方益之雖然有些奇怪,卻也很快釋然,莫言平日裡不仁不義雖然說不上,但是講起逃字當頭卻是一等一的好手,雖然莫言幾次三番說起釋永金逃跑本事遠過於自己之事,但是在方益之眼中,這莫言不僅一身邪門歪道,更是逃跑的專家,以至於自己要常常分出精力來防止他開溜,如今莫言恐怕也是明白了,跑是不太可能了,也只有拼命一條路而已,只是莫言習慣之間,在強調拼命之後,仍舊帶上了逃跑。
方益之抬頭看看天上的蒙甜甜,不過幾分鐘的時間,竟然已經吸收了大半的怨氣,那包圍雲幻寺的光柱明顯的薄弱了很多,方益之雖然勇字當頭,從不懼怕,卻也知道白白送死和力戰取勝的區別,心中也明白如此強敵,怕是拼命也只有死路一條,逃跑卻是唯一的辦法,於是說:“待到那蒙甜甜將這光柱吸乾,你我可盡力一擊,然後各自逃跑,能不能逃出去,怕是要憑造化了。”

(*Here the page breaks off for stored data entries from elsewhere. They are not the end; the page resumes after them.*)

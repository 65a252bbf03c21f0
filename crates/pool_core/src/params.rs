//! Pooling parameters: every tunable used by the matcher, the fare model and
//! the fleet seeder.

use serde::{Deserialize, Serialize};

use crate::pricing::PricingConfig;
use crate::spatial::LatLng;

/// Default hub: Rajiv Gandhi International Airport, Hyderabad (approx).
const DEFAULT_HUB_LAT: f64 = 17.2403;
const DEFAULT_HUB_LNG: f64 = 78.4294;

/// Default cab profile: 4 seats, 4 luggage slots.
const DEFAULT_SEAT_CAPACITY: u32 = 4;
const DEFAULT_LUGGAGE_CAPACITY: u32 = 4;

/// Default pickup radius (km): pickups farther than this from the hub are
/// never pooled into an existing group.
const DEFAULT_PICKUP_RADIUS_KM: f64 = 5.0;

/// Parameters for one pooling deployment (a single hub and a single cab
/// profile).
#[derive(Debug, Clone, PartialEq, Serialize, Deserialize)]
pub struct PoolingParams {
    /// The fixed reference location all routes originate from or end at.
    pub hub: LatLng,
    pub seat_capacity: u32,
    pub luggage_capacity: u32,
    /// How far from the hub a pickup may sit before the request is excluded
    /// from shared groups (km).
    pub pickup_radius_km: f64,
    pub pricing: PricingConfig,
}

impl Default for PoolingParams {
    fn default() -> Self {
        Self {
            hub: LatLng::new(DEFAULT_HUB_LAT, DEFAULT_HUB_LNG),
            seat_capacity: DEFAULT_SEAT_CAPACITY,
            luggage_capacity: DEFAULT_LUGGAGE_CAPACITY,
            pickup_radius_km: DEFAULT_PICKUP_RADIUS_KM,
            pricing: PricingConfig::default(),
        }
    }
}

impl PoolingParams {
    pub fn with_hub(mut self, hub: LatLng) -> Self {
        self.hub = hub;
        self
    }

    pub fn with_capacities(mut self, seats: u32, luggage: u32) -> Self {
        self.seat_capacity = seats;
        self.luggage_capacity = luggage;
        self
    }

    pub fn with_pickup_radius_km(mut self, radius_km: f64) -> Self {
        self.pickup_radius_km = radius_km;
        self
    }

    pub fn with_pricing(mut self, pricing: PricingConfig) -> Self {
        self.pricing = pricing;
        self
    }
}

#[cfg(test)]
mod tests {
    use super::*;

    #[test]
    fn defaults_match_the_documented_profile() {
        let params = PoolingParams::default();
        assert_eq!(params.seat_capacity, 4);
        assert_eq!(params.luggage_capacity, 4);
        assert_eq!(params.pickup_radius_km, 5.0);
        assert_eq!(params.pricing.rate_per_km, 20.0);
        assert_eq!(params.pricing.detour_rate_per_km, 5.0);
    }

    #[test]
    fn builders_override_defaults() {
        let params = PoolingParams::default()
            .with_capacities(6, 8)
            .with_pickup_radius_km(12.0);
        assert_eq!(params.seat_capacity, 6);
        assert_eq!(params.luggage_capacity, 8);
        assert_eq!(params.pickup_radius_km, 12.0);
    }
}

這種事情,又哪裡要方益之來說,莫言逃跑成性,早就將局勢看的一清而楚,本來依仗著自己的大氅,找個機會跳下山崖,自然可以逃出生天,但是這蒙甜甜不知道什麼時候,竟然學會飛了,在半空中半天都不見掉下來,想要飛走,怕是不成了。說到合力一擊,那是必然的,但是對於分開逃跑,莫言是萬萬不同意的。那蒙甜甜已經講話說的再明白不過了,今日,正要殺了莫言而後快,分開逃跑,方益之有可能跑的掉,但是自己是萬萬跑不掉的。今日無論無何,都要勸得方益之一同逃跑,方才有些勝算。